--- Exercise ---
Where does the word "parts" appear in the entries below? Copy each line that holds it.

--- Excerpts from a dataset ---
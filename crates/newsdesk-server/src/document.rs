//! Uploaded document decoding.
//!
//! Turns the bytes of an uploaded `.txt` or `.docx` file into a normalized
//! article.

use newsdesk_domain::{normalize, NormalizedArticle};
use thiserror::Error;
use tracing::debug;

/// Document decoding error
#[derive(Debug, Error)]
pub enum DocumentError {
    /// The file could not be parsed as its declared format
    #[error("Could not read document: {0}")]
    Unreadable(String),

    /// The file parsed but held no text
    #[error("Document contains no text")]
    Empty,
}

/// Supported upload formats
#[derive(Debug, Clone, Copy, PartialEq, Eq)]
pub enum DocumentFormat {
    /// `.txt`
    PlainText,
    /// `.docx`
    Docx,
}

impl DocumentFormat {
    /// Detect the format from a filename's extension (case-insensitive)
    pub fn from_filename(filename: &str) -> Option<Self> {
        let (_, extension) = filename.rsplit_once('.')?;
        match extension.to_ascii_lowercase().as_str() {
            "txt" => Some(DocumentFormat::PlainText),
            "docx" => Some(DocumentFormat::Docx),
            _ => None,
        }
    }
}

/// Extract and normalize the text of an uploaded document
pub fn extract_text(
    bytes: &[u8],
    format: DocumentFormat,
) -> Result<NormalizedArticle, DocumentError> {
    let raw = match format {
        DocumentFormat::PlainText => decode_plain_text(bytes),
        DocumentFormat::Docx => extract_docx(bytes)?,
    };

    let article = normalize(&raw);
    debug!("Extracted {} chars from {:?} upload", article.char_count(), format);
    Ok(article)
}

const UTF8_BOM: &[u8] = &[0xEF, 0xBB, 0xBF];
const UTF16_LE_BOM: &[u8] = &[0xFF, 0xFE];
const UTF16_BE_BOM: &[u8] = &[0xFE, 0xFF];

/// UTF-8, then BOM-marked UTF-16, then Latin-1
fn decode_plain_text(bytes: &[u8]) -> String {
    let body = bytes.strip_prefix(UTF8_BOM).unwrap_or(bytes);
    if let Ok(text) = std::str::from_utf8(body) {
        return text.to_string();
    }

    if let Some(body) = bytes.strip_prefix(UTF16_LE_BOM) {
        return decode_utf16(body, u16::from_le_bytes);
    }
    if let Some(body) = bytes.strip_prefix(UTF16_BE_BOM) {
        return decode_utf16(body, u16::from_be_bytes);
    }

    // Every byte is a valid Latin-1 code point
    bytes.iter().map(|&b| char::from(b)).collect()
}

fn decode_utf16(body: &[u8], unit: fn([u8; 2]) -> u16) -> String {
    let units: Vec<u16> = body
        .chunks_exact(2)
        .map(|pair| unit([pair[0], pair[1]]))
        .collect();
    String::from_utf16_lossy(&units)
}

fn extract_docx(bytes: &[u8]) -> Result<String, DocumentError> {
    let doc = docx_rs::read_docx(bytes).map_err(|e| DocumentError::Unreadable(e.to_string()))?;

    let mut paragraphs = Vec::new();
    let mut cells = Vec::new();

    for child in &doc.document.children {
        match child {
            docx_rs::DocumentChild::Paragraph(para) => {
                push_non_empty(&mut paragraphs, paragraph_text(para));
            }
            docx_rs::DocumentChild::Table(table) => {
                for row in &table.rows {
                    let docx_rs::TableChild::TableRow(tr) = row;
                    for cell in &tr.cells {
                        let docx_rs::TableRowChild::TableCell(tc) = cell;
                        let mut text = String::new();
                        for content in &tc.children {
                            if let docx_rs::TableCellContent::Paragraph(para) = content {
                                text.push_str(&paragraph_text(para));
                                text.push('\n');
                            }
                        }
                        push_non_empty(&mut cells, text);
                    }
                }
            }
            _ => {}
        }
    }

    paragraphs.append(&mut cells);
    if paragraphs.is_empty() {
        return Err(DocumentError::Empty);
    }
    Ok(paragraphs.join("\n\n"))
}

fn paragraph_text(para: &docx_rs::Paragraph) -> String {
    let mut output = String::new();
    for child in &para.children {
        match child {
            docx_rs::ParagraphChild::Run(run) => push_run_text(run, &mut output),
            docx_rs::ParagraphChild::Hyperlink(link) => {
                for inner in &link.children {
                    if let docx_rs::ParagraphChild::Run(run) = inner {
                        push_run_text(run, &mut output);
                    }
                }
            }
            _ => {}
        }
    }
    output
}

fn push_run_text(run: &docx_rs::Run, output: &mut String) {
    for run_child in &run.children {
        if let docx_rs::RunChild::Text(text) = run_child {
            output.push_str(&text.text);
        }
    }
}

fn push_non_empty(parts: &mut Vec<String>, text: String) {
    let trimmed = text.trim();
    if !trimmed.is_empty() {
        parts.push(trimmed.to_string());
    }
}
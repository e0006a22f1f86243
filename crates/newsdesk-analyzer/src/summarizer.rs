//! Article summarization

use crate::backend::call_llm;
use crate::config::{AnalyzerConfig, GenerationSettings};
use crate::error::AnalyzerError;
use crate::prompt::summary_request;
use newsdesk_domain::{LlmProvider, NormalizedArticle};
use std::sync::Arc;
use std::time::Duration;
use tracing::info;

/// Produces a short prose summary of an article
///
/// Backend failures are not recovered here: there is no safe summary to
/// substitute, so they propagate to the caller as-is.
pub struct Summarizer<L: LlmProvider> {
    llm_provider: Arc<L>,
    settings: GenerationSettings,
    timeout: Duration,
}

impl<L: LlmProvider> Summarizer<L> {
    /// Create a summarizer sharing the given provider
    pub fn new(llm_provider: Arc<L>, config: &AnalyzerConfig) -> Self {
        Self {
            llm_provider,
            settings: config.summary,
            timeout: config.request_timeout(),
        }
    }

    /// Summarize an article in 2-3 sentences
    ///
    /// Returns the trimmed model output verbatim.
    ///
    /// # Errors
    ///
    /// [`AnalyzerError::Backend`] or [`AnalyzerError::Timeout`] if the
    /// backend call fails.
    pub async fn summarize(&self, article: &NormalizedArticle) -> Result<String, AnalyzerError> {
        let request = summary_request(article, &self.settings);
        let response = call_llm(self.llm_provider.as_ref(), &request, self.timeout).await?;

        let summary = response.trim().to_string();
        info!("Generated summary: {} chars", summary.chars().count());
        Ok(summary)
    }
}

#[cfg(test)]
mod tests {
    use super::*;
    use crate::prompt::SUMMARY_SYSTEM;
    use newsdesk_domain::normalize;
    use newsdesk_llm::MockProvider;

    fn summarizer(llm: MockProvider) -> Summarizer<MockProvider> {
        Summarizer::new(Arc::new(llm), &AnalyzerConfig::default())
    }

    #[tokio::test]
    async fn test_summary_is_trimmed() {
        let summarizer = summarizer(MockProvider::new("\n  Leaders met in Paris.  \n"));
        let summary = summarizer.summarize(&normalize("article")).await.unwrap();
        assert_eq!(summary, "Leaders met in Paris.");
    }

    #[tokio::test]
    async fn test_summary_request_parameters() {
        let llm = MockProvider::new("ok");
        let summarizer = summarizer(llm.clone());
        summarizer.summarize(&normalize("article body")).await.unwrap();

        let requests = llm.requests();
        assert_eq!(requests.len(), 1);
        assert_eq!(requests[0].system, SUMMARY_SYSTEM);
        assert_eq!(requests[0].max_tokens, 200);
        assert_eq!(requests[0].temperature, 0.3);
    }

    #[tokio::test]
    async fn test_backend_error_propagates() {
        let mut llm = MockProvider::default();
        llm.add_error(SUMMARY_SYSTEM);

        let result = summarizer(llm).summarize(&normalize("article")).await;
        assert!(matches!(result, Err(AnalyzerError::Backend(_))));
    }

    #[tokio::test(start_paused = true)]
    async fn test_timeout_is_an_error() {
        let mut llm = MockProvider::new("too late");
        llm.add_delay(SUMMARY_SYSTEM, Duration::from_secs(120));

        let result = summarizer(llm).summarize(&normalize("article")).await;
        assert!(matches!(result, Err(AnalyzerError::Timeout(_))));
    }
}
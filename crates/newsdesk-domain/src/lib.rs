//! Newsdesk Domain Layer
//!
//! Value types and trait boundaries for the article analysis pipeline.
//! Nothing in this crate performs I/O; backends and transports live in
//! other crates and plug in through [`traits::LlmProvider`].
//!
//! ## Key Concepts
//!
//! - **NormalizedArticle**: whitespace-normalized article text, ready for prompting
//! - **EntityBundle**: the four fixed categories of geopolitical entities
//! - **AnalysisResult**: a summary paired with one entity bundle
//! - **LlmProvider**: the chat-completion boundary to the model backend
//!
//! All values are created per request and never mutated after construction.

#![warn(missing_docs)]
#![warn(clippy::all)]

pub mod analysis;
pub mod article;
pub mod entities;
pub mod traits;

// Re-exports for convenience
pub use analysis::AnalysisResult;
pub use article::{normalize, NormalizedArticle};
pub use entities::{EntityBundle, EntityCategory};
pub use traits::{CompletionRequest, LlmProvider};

--- Answer space ---
fn push_non_empty(parts: &mut Vec<String>, text: String) {
        parts.push(trimmed.to_string());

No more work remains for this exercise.